Joshua (24-1, 22 KOs), 31, who weighed 23 pounds heavier than Usyk did in their last fights, admits his challenger’s slippery skills from a southpaw stance will be the biggest threat to him, rather than Usyk’s knockout power.

“What is the biggest threat he brings to me in the boxing ring? I would say probably the southpaw stance,” Joshua said.

“He’s fought many men that are orthodox and during my process in training for a southpaw, I’ve actually learnt where my feet need to be positioned, what controls a southpaw and generally counterpunches. His biggest threat is he’s used to seeing guys like me throughout the whole of his career and my one is I’ve had to train for him over the last three months. So yes, I’ve adapted.

“The southpaw stance has become familiar to me because I’ve brought in so many different ones like Thomas Carty, I’ve brought in Wadi Camacho from early on in camp, Deion Jumah, so I’m very comfortable at the minute now with the southpaw stance.”

Usyk is a mobile boxer who will bring a different challenge to Joshua than his last three fights against Kubrat Pulev and Andy Ruiz (twice), who weighed a whopping 283lbs for their rematch in December 2019.

“I’m learning about training for specific opponents,” Joshua said.

“These guys go longer rounds, when you’re knocking up a guy in three or four rounds it’s different. I’ve been doing a lot of sparring, to be honest, which is also physical, pushing, shoving, defending, heavy, bad work. So maybe I’m just shredding a lot of the weight because of the lot of work we’ve been doing.

“It’s not as if I’ve been doing more [running]. Roadwork is the foundations of a fight. Roadwork, heavy bags, sparring, are the foundations of a fight that need to be implemented into training camp.”

As well as the backing of a home crowd, Joshua will have a size advantage over Usyk, who ended the career of England’s Tony Bellew in an eighth-round stoppage in Manchester in November 2018.

But Joshua, who has won nine world heavyweight title fights with one shock stoppage loss to Ruiz in June 2019, insists he is not banking on his size and power being the defining factor Saturday.

“Advantages physically is one thing, but it doesn’t make the world’s tallest man heavyweight champion of the world,” Joshua added.

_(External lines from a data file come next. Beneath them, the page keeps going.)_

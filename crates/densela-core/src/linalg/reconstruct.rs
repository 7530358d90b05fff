//! Reconstruction-error analysis.
//!
//! Factorizes one square matrix three ways (LU, eigendecomposition, SVD) and
//! reports the Frobenius norm of `A - reconstruction` for each. Nothing is
//! judged here; callers decide which errors are acceptable.

use tracing::{debug, instrument, warn};

use crate::config::LinalgConfig;
use crate::error::{CoreError, Result};
use crate::matrix::Matrix;

use super::decomp::{Eigen, LuDecomposition, SvdDecomposition, SvdMethod};

/// Frobenius reconstruction errors of the three factorizations.
#[derive(Debug, Clone, Copy, PartialEq)]
#[cfg_attr(feature = "serde", derive(serde::Serialize, serde::Deserialize))]
pub struct ReconstructionErrors {
    /// `||A - P^T L U||`
    pub lu_error: f64,
    /// `||A - V diag(w) V^T||` (symmetric) or `||A - V diag(w) V^-1||`
    /// (general). Infinite when the eigenvectors are linearly dependent.
    pub eig_error: f64,
    /// `||A - U diag(s) V^T||`
    pub svd_error: f64,
}

/// Reconstruction errors with the default configuration and the Jacobi SVD.
///
/// ```
/// # use densela_core::Matrix;
/// # use densela_core::linalg::reconstruction_errors;
/// let a = Matrix::from_rows(&[[2.0, 1.0, 3.0], [0.0, 4.0, 5.0], [7.0, 2.0, 1.0]]).unwrap();
/// let errs = reconstruction_errors(&a).unwrap();
/// assert!(errs.lu_error < 1e-12);
/// assert!(errs.eig_error < 1e-8);
/// assert!(errs.svd_error < 1e-12);
/// ```
pub fn reconstruction_errors(a: &Matrix<f64>) -> Result<ReconstructionErrors> {
    reconstruction_errors_with(a, &LinalgConfig::default(), SvdMethod::Jacobi)
}

/// Reconstruction errors with explicit tolerances and SVD method.
///
/// The eigendecomposition takes the symmetric path when `a` is symmetric
/// within `config.symmetry_tolerance` and `config.symmetry_rel_tolerance`.
/// A defective matrix (linearly
/// dependent eigenvectors) reports an infinite `eig_error` instead of
/// failing.
#[instrument(level = "debug", skip_all, fields(n = a.rows(), svd = ?method))]
pub fn reconstruction_errors_with(
    a: &Matrix<f64>,
    config: &LinalgConfig,
    method: SvdMethod,
) -> Result<ReconstructionErrors> {
    a.ensure_square()?;

    let lu = LuDecomposition::decompose_with(a, config)?;
    let lu_error = a.sub_checked(&lu.reconstruct())?.frobenius_norm();

    let eig = Eigen::decompose_with(a, config)?;
    let eig_error = match eig.reconstruction_error(a) {
        Ok(err) => err,
        Err(CoreError::SingularMatrix { .. }) => {
            warn!("eigenvector matrix is singular, eigen reconstruction undefined");
            f64::INFINITY
        }
        Err(e) => return Err(e),
    };

    let svd = match method {
        SvdMethod::Jacobi => SvdDecomposition::decompose_with(a, config)?,
        SvdMethod::GramEigen => SvdDecomposition::via_gram_eig_with(a, config)?,
    };
    let svd_error = svd.reconstruction_error(a)?;

    debug!(
        lu_error,
        eig_error,
        svd_error,
        symmetric = eig.is_symmetric(),
        "reconstruction errors"
    );

    Ok(ReconstructionErrors {
        lu_error,
        eig_error,
        svd_error,
    })
}

#[cfg(test)]
mod tests {
    use super::*;

    #[test]
    fn test_nonsymmetric_matrix() {
        let a = Matrix::from_rows(&[[2.0, 1.0, 3.0], [0.0, 4.0, 5.0], [7.0, 2.0, 1.0]]).unwrap();
        let errs = reconstruction_errors(&a).unwrap();
        assert!(errs.lu_error < 1e-12);
        assert!(errs.eig_error < 1e-8);
        assert!(errs.svd_error < 1e-12);
    }

    #[test]
    fn test_symmetric_matrix() {
        let a = Matrix::from_rows(&[[4.0, 1.0, 2.0], [1.0, 3.0, 0.5], [2.0, 0.5, 5.0]]).unwrap();
        let errs = reconstruction_errors(&a).unwrap();
        assert!(errs.lu_error < 1e-12);
        assert!(errs.eig_error < 1e-12);
        assert!(errs.svd_error < 1e-12);
    }

    #[test]
    fn test_complex_spectrum() {
        // Rotation by 90 degrees, eigenvalues +-i
        let a = Matrix::from_rows(&[[0.0, -1.0], [1.0, 0.0]]).unwrap();
        let errs = reconstruction_errors(&a).unwrap();
        assert!(errs.eig_error < 1e-12);
    }

    #[test]
    fn test_gram_eigen_method() {
        let a = Matrix::from_rows(&[[3.0, 1.0], [1.0, 2.0]]).unwrap();
        let errs = reconstruction_errors_with(&a, &LinalgConfig::default(), SvdMethod::GramEigen)
            .unwrap();
        assert!(errs.svd_error < 1e-12);
    }

    #[test]
    fn test_singular_matrix_lu_error_stays_small() {
        let a = Matrix::from_rows(&[[1.0, 2.0, 3.0], [2.0, 4.0, 6.0], [7.0, 8.0, 9.0]]).unwrap();
        let errs = reconstruction_errors(&a).unwrap();
        assert!(errs.lu_error < 1e-10);
        assert!(errs.svd_error < 1e-12);
    }

    #[test]
    fn test_defective_matrix_reports_infinite_eig_error() {
        // Jordan block: a single eigenvector for a double eigenvalue
        let a = Matrix::from_rows(&[[1.0, 1.0], [0.0, 1.0]]).unwrap();
        let errs = reconstruction_errors(&a).unwrap();
        assert!(errs.eig_error.is_infinite());
        assert!(errs.lu_error < 1e-12);
    }

    #[test]
    fn test_not_square() {
        let a = Matrix::<f64>::zeros(2, 3);
        assert!(reconstruction_errors(&a).unwrap_err().is_shape_error());
    }

    #[test]
    fn test_strict_pivoting_propagates() {
        let a = Matrix::from_rows(&[[1.0, 2.0], [2.0, 4.0]]).unwrap();
        let cfg = LinalgConfig::default().with_strict_pivoting(true);
        assert!(matches!(
            reconstruction_errors_with(&a, &cfg, SvdMethod::Jacobi),
            Err(CoreError::SingularMatrix { column: 1 })
        ));
    }
}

“You have to have the mental capacity to be able to do what you do. And yeah, he’s confident, he’s coming into the ring confident, so am I. You have to be aggressive and beat that confidence out of your opponent. So, a good fighter is good, but you also have to be an aggressive fighter.

“He’s confident, his team are confident but what it is with a lot of people, I feel like it’s easy to watch on YouTube and watch from the outside. When you are in front of someone it’s a completely different ball game. So Sept. 25, we’ll get to see what my spirit’s about, what my lineage and where I’ve come from is about, what a true Joshua is.”